→ **Work request**
When you reach the line containing "Pitch is meaningful." in the records below, start copying exactly, and stop once you have copied the line containing "pub struct PhonemeSpan".

(Collected data)
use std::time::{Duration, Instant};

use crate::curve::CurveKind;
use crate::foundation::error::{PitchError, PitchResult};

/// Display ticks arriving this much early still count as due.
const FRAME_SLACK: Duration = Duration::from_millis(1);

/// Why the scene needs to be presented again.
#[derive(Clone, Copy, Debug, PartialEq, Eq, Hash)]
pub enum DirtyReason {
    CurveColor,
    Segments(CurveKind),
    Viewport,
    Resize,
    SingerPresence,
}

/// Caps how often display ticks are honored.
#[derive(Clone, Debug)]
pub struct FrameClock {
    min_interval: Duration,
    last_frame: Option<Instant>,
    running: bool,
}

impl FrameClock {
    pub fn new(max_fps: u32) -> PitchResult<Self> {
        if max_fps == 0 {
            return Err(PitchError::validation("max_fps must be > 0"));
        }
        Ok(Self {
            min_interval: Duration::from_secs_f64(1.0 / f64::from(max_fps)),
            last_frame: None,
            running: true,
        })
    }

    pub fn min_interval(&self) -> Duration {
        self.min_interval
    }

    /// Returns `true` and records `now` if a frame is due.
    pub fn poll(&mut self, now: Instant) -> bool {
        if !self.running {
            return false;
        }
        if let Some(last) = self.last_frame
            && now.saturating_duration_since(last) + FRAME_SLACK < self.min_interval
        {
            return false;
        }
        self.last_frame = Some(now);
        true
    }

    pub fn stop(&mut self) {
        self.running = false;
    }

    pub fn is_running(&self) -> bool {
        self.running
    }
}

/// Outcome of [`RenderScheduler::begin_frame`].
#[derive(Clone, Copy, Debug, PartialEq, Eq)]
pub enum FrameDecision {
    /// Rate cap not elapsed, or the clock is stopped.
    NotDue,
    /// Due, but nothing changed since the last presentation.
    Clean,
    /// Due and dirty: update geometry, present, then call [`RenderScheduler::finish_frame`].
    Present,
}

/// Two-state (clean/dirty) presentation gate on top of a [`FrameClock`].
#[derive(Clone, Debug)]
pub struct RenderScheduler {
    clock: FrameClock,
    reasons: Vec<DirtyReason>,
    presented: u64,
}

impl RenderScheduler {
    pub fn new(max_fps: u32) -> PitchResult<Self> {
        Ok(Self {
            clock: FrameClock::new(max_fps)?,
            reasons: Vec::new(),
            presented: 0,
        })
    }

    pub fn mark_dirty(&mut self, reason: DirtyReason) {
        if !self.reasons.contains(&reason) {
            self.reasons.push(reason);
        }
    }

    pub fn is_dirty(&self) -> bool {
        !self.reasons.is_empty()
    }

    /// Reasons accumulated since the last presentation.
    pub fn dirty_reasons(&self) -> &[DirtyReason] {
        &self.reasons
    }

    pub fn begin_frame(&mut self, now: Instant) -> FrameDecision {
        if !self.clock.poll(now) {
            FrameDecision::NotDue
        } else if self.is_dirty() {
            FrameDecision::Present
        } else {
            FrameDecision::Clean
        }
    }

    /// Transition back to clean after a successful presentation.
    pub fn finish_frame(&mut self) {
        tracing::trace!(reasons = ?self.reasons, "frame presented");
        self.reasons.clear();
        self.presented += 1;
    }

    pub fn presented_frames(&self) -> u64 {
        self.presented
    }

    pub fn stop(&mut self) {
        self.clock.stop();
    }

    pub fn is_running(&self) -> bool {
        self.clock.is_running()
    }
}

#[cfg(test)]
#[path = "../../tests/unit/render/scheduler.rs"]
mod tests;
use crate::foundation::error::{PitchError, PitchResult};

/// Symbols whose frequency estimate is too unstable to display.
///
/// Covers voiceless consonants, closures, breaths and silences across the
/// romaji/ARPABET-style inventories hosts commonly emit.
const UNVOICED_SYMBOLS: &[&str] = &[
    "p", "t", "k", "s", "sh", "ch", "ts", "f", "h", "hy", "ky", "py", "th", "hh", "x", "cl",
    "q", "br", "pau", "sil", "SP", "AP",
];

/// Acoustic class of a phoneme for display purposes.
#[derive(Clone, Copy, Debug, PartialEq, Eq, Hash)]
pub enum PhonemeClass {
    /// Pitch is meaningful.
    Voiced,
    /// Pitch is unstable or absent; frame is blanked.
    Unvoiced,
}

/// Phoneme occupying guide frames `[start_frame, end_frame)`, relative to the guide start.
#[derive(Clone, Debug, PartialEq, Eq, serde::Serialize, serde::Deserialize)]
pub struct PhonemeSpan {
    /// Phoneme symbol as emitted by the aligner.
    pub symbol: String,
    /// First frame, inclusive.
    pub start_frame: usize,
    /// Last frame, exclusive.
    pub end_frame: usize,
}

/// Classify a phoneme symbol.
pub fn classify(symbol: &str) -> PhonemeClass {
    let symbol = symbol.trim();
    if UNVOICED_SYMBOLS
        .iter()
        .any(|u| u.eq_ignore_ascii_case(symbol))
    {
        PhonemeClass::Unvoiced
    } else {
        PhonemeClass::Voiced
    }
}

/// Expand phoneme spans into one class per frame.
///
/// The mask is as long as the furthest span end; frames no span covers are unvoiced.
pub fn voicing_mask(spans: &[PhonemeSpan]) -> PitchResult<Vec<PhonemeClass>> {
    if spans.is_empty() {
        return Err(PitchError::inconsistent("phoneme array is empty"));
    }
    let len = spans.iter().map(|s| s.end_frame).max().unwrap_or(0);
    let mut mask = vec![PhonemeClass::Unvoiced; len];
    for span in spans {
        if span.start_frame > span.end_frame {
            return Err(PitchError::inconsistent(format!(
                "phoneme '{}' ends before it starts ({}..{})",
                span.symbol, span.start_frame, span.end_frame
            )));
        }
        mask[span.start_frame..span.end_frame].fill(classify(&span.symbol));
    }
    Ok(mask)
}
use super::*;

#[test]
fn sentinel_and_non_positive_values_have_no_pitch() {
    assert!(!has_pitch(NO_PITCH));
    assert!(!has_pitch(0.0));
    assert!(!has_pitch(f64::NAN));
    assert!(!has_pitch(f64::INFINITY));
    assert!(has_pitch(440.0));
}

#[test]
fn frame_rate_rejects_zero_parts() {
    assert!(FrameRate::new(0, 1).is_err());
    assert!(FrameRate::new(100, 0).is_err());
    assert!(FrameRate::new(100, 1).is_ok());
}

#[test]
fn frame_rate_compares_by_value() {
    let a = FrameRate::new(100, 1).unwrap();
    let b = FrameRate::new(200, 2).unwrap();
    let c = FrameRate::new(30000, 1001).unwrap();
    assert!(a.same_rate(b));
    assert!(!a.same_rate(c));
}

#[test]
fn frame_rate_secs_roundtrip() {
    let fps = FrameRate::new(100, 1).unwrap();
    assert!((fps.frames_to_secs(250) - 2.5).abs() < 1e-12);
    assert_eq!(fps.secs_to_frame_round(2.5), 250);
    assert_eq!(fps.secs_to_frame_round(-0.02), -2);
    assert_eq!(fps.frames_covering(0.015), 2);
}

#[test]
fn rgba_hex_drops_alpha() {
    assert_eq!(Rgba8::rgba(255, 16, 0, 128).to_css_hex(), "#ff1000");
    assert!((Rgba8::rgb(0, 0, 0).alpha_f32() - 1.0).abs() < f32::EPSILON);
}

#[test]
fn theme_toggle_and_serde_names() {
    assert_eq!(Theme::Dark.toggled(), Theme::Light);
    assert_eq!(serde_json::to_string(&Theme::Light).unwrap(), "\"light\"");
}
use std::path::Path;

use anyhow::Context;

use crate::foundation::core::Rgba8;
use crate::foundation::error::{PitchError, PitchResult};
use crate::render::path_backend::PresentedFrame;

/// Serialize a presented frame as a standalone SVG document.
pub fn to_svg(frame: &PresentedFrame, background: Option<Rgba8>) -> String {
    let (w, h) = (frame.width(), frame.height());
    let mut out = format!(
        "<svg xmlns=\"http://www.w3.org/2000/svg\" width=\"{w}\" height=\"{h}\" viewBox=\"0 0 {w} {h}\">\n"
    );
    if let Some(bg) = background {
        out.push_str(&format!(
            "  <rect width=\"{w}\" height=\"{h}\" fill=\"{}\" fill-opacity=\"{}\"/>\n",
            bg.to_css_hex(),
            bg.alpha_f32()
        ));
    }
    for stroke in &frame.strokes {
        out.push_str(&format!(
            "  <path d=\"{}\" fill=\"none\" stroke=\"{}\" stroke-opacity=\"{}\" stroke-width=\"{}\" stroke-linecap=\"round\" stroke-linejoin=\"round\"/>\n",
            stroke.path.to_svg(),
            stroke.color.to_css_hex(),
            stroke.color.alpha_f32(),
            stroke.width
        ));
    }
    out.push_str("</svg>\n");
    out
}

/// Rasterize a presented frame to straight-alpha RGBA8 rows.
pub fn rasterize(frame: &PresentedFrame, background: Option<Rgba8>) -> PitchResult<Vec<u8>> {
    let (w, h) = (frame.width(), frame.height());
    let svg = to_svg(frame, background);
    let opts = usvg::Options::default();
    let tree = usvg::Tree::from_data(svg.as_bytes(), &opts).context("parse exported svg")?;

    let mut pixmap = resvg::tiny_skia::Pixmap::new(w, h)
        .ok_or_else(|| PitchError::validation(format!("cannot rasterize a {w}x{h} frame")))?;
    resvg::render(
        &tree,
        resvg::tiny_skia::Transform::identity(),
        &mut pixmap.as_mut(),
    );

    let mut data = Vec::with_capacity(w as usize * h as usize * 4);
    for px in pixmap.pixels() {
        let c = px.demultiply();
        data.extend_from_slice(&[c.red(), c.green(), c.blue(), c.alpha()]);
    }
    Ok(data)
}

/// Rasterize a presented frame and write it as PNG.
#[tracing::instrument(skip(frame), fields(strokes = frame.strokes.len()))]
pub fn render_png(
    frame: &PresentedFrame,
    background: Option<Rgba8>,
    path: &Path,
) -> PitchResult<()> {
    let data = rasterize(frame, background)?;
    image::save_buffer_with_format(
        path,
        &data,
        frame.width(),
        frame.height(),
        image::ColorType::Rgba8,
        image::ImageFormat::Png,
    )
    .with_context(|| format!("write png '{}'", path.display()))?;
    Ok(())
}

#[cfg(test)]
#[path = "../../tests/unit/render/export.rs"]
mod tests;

→ **Answer section**
    /// Pitch is meaningful.
    Voiced,
    /// Pitch is unstable or absent; frame is blanked.
    Unvoiced,
}

/// Phoneme occupying guide frames `[start_frame, end_frame)`, relative to the guide start.
#[derive(Clone, Debug, PartialEq, Eq, serde::Serialize, serde::Deserialize)]
pub struct PhonemeSpan {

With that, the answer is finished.